_WHAT TO DO_
If a line of the records holds the word "BEFORE", copy it out.

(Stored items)
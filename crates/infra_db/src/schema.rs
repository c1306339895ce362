//! Schema provisioning
//!
//! Every statement is idempotent (`IF NOT EXISTS`), so provisioning runs on
//! each process start. Enumerated-domain `CHECK` constraints are generated
//! from the same enums the repositories parse into, keeping the two in
//! lockstep.
//!
//! ```text
//! users ◄──── violations ◄──┬── seizures
//!   ▲  ▲                    ├── infractions
//!   │  └────────────────────┴── evidence
//!   └── activity_log (entity reference is loose: type + id)
//! statistics (one row per calendar date)
//! ```

use domain_case::{
    EntityType, EvidenceStatus, EvidenceType, InfractionStatus, Role, SeizureCategory,
    SeizureStatus, Severity, ViolationStatus, ViolationType,
};
use serde::Serialize;
use sqlx::Row;
use tracing::{debug, info};

use crate::error::DatabaseError;
use crate::pool::DatabasePool;

/// Tables owned by the schema, in creation order
pub const TABLES: &[&str] = &[
    "users",
    "violations",
    "seizures",
    "infractions",
    "evidence",
    "activity_log",
    "statistics",
];

/// Renders `column IN ('a', 'b', ...)`
pub(crate) fn in_list(column: &str, names: &[&str]) -> String {
    let quoted: Vec<String> = names.iter().map(|n| format!("'{}'", n)).collect();
    format!("{} IN ({})", column, quoted.join(", "))
}

fn check_in(column: &str, names: &[&str]) -> String {
    format!("CHECK ({})", in_list(column, names))
}

fn statements() -> Vec<String> {
    let mut ddl = vec![
        format!(
            r#"CREATE TABLE IF NOT EXISTS users (
                id INTEGER PRIMARY KEY AUTOINCREMENT,
                username TEXT NOT NULL UNIQUE,
                email TEXT NOT NULL UNIQUE,
                password_hash TEXT NOT NULL,
                full_name TEXT NOT NULL,
                badge_number TEXT UNIQUE,
                role TEXT NOT NULL {role},
                department TEXT,
                phone_number TEXT,
                is_active BOOLEAN NOT NULL DEFAULT 1,
                created_at TEXT NOT NULL,
                updated_at TEXT NOT NULL
            )"#,
            role = check_in("role", Role::NAMES),
        ),
        format!(
            r#"CREATE TABLE IF NOT EXISTS violations (
                id INTEGER PRIMARY KEY AUTOINCREMENT,
                violation_number TEXT NOT NULL UNIQUE,
                violator_name TEXT NOT NULL,
                violator_license_number TEXT,
                violator_phone TEXT,
                violator_address TEXT,
                violation_date TEXT NOT NULL,
                violation_type TEXT NOT NULL {violation_type},
                severity_level TEXT NOT NULL {severity},
                description TEXT,
                location TEXT NOT NULL,
                latitude REAL,
                longitude REAL,
                officer_id INTEGER NOT NULL REFERENCES users(id),
                status TEXT NOT NULL DEFAULT 'open' {status},
                fine_amount TEXT,
                paid_date TEXT,
                notes TEXT,
                evidence_count INTEGER NOT NULL DEFAULT 0,
                created_at TEXT NOT NULL,
                updated_at TEXT NOT NULL
            )"#,
            violation_type = check_in("violation_type", ViolationType::NAMES),
            severity = check_in("severity_level", Severity::NAMES),
            status = check_in("status", ViolationStatus::NAMES),
        ),
        format!(
            r#"CREATE TABLE IF NOT EXISTS seizures (
                id INTEGER PRIMARY KEY AUTOINCREMENT,
                seizure_number TEXT NOT NULL UNIQUE,
                violation_id INTEGER NOT NULL REFERENCES violations(id),
                item_description TEXT NOT NULL,
                item_quantity INTEGER NOT NULL DEFAULT 1 CHECK (item_quantity >= 1),
                item_category TEXT NOT NULL {category},
                estimated_value TEXT,
                serial_number TEXT,
                storage_location TEXT,
                officer_id INTEGER NOT NULL REFERENCES users(id),
                seizure_date TEXT NOT NULL,
                release_date TEXT,
                release_authorized_by INTEGER REFERENCES users(id),
                release_reason TEXT,
                status TEXT NOT NULL DEFAULT 'stored' {status},
                condition_notes TEXT,
                photo_evidence_urls TEXT NOT NULL DEFAULT '[]',
                created_at TEXT NOT NULL,
                updated_at TEXT NOT NULL
            )"#,
            category = check_in("item_category", SeizureCategory::NAMES),
            status = check_in("status", SeizureStatus::NAMES),
        ),
        format!(
            r#"CREATE TABLE IF NOT EXISTS infractions (
                id INTEGER PRIMARY KEY AUTOINCREMENT,
                infraction_number TEXT NOT NULL UNIQUE,
                violation_id INTEGER NOT NULL REFERENCES violations(id),
                infraction_type TEXT NOT NULL,
                points INTEGER NOT NULL DEFAULT 0 CHECK (points >= 0),
                description TEXT,
                statute_reference TEXT,
                minimum_fine TEXT,
                maximum_fine TEXT,
                status TEXT NOT NULL DEFAULT 'pending' {status},
                court_appearance_date TEXT,
                court_location TEXT,
                case_number TEXT,
                prosecutor_id INTEGER REFERENCES users(id),
                judge_id INTEGER REFERENCES users(id),
                outcome TEXT,
                sentence_details TEXT,
                probation_period_months INTEGER,
                created_at TEXT NOT NULL,
                updated_at TEXT NOT NULL
            )"#,
            status = check_in("status", InfractionStatus::NAMES),
        ),
        format!(
            r#"CREATE TABLE IF NOT EXISTS evidence (
                id INTEGER PRIMARY KEY AUTOINCREMENT,
                evidence_number TEXT NOT NULL UNIQUE,
                violation_id INTEGER NOT NULL REFERENCES violations(id),
                evidence_type TEXT NOT NULL {evidence_type},
                description TEXT NOT NULL,
                file_path TEXT,
                file_size INTEGER CHECK (file_size IS NULL OR file_size >= 0),
                mime_type TEXT,
                collected_by INTEGER NOT NULL REFERENCES users(id),
                collection_date TEXT NOT NULL,
                collection_location TEXT,
                chain_of_custody TEXT,
                storage_location TEXT,
                status TEXT NOT NULL DEFAULT 'stored' {status},
                notes TEXT,
                created_at TEXT NOT NULL,
                updated_at TEXT NOT NULL
            )"#,
            evidence_type = check_in("evidence_type", EvidenceType::NAMES),
            status = check_in("status", EvidenceStatus::NAMES),
        ),
        // entity references are loose: no foreign key on entity_id
        format!(
            r#"CREATE TABLE IF NOT EXISTS activity_log (
                id INTEGER PRIMARY KEY AUTOINCREMENT,
                user_id INTEGER NOT NULL REFERENCES users(id),
                action_type TEXT NOT NULL,
                entity_type TEXT CHECK (entity_type IS NULL OR {entity_type}),
                entity_id INTEGER,
                description TEXT NOT NULL,
                changes TEXT,
                ip_address TEXT,
                timestamp TEXT NOT NULL
            )"#,
            entity_type = in_list("entity_type", EntityType::NAMES),
        ),
        r#"CREATE TABLE IF NOT EXISTS statistics (
                id INTEGER PRIMARY KEY AUTOINCREMENT,
                date TEXT NOT NULL UNIQUE,
                total_violations INTEGER NOT NULL DEFAULT 0,
                total_seizures INTEGER NOT NULL DEFAULT 0,
                total_infractions INTEGER NOT NULL DEFAULT 0,
                total_fines TEXT NOT NULL DEFAULT '0',
                violations_by_type TEXT NOT NULL DEFAULT '{}',
                violations_by_severity TEXT NOT NULL DEFAULT '{}',
                seizures_by_category TEXT NOT NULL DEFAULT '{}',
                top_violators TEXT NOT NULL DEFAULT '[]',
                officer_performance TEXT NOT NULL DEFAULT '[]',
                created_at TEXT NOT NULL,
                updated_at TEXT NOT NULL
            )"#
        .to_string(),
    ];

    let indexes = [
        ("idx_violations_officer", "violations(officer_id)"),
        ("idx_violations_date", "violations(violation_date)"),
        ("idx_violations_status", "violations(status)"),
        ("idx_seizures_violation", "seizures(violation_id)"),
        ("idx_seizures_officer", "seizures(officer_id)"),
        ("idx_seizures_date", "seizures(seizure_date)"),
        ("idx_infractions_violation", "infractions(violation_id)"),
        ("idx_infractions_created", "infractions(created_at)"),
        ("idx_evidence_violation", "evidence(violation_id)"),
        ("idx_evidence_collector", "evidence(collected_by)"),
        ("idx_evidence_created", "evidence(created_at)"),
        ("idx_activity_user", "activity_log(user_id)"),
        ("idx_activity_entity", "activity_log(entity_type, entity_id)"),
        ("idx_activity_timestamp", "activity_log(timestamp)"),
    ];
    ddl.extend(
        indexes
            .iter()
            .map(|(name, target)| format!("CREATE INDEX IF NOT EXISTS {} ON {}", name, target)),
    );

    ddl.push(
        r#"CREATE TRIGGER IF NOT EXISTS activity_log_no_update
            BEFORE UPDATE ON activity_log
            BEGIN
                SELECT RAISE(ABORT, 'activity_log is append-only');
            END"#
            .to_string(),
    );
    ddl.push(
        r#"CREATE TRIGGER IF NOT EXISTS activity_log_no_delete
            BEFORE DELETE ON activity_log
            BEGIN
                SELECT RAISE(ABORT, 'activity_log is append-only');
            END"#
            .to_string(),
    );

    ddl
}

/// Which expected tables exist in the store
#[derive(Debug, Clone, PartialEq, Eq, Serialize)]
pub struct SchemaStatus {
    pub present: Vec<String>,
    pub missing: Vec<String>,
}

impl SchemaStatus {
    pub fn is_complete(&self) -> bool {
        self.missing.is_empty()
    }
}

/// Creates and inspects the relational schema
pub struct SchemaManager;

impl SchemaManager {
    /// Creates every table, index and trigger that is absent
    ///
    /// Runs in a single transaction; on an already provisioned store this is
    /// a no-op.
    pub async fn provision(pool: &DatabasePool) -> Result<(), DatabaseError> {
        let mut tx = pool
            .begin()
            .await
            .map_err(|e| DatabaseError::ConnectionFailed(e.to_string()))?;

        for statement in statements() {
            sqlx::query(&statement)
                .execute(&mut *tx)
                .await
                .map_err(|e| DatabaseError::MigrationFailed(e.to_string()))?;
        }

        tx.commit()
            .await
            .map_err(|e| DatabaseError::MigrationFailed(e.to_string()))?;

        info!(tables = TABLES.len(), "Schema provisioned");
        Ok(())
    }

    /// Reports which of the expected tables are present
    pub async fn verify(pool: &DatabasePool) -> Result<SchemaStatus, DatabaseError> {
        let rows = sqlx::query("SELECT name FROM sqlite_master WHERE type = 'table'")
            .fetch_all(pool)
            .await
            .map_err(|e| DatabaseError::ConnectionFailed(e.to_string()))?;

        let existing: Vec<String> = rows
            .iter()
            .map(|row| row.try_get::<String, _>("name"))
            .collect::<Result<_, _>>()?;

        let (present, missing): (Vec<String>, Vec<String>) = TABLES
            .iter()
            .map(|t| t.to_string())
            .partition(|t| existing.contains(t));

        debug!(present = present.len(), missing = missing.len(), "Schema verified");
        Ok(SchemaStatus { present, missing })
    }
}

#[cfg(test)]
mod tests {
    use super::*;
    use crate::pool::{create_pool, DatabaseConfig};

    #[test]
    fn test_check_constraint_lists_every_name() {
        let check = check_in("status", ViolationStatus::NAMES);
        assert_eq!(
            check,
            "CHECK (status IN ('open', 'closed', 'appealed', 'dismissed', 'resolved'))"
        );
    }

    #[tokio::test]
    async fn test_provision_is_idempotent() {
        let pool = create_pool(DatabaseConfig::in_memory()).await.unwrap();
        SchemaManager::provision(&pool).await.unwrap();
        SchemaManager::provision(&pool).await.unwrap();

        let status = SchemaManager::verify(&pool).await.unwrap();
        assert!(status.is_complete(), "missing: {:?}", status.missing);
    }

    #[tokio::test]
    async fn test_verify_on_empty_store() {
        let pool = create_pool(DatabaseConfig::in_memory()).await.unwrap();
        let status = SchemaManager::verify(&pool).await.unwrap();
        assert_eq!(status.missing.len(), TABLES.len());
    }

    #[tokio::test]
    async fn test_out_of_domain_value_rejected_by_storage() {
        let pool = create_pool(DatabaseConfig::in_memory()).await.unwrap();
        SchemaManager::provision(&pool).await.unwrap();

        let err = sqlx::query(
            "INSERT INTO users (username, email, password_hash, full_name, role, created_at, updated_at)
             VALUES ('x', 'x@example.org', 'h', 'X', 'janitor', '2024-01-01T00:00:00+00:00', '2024-01-01T00:00:00+00:00')",
        )
        .execute(&pool)
        .await
        .unwrap_err();
        assert!(matches!(DatabaseError::from(&err), DatabaseError::ConstraintViolation(_)));
    }
}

_WRITTEN SOLUTION_
            BEFORE UPDATE ON activity_log
            BEFORE DELETE ON activity_log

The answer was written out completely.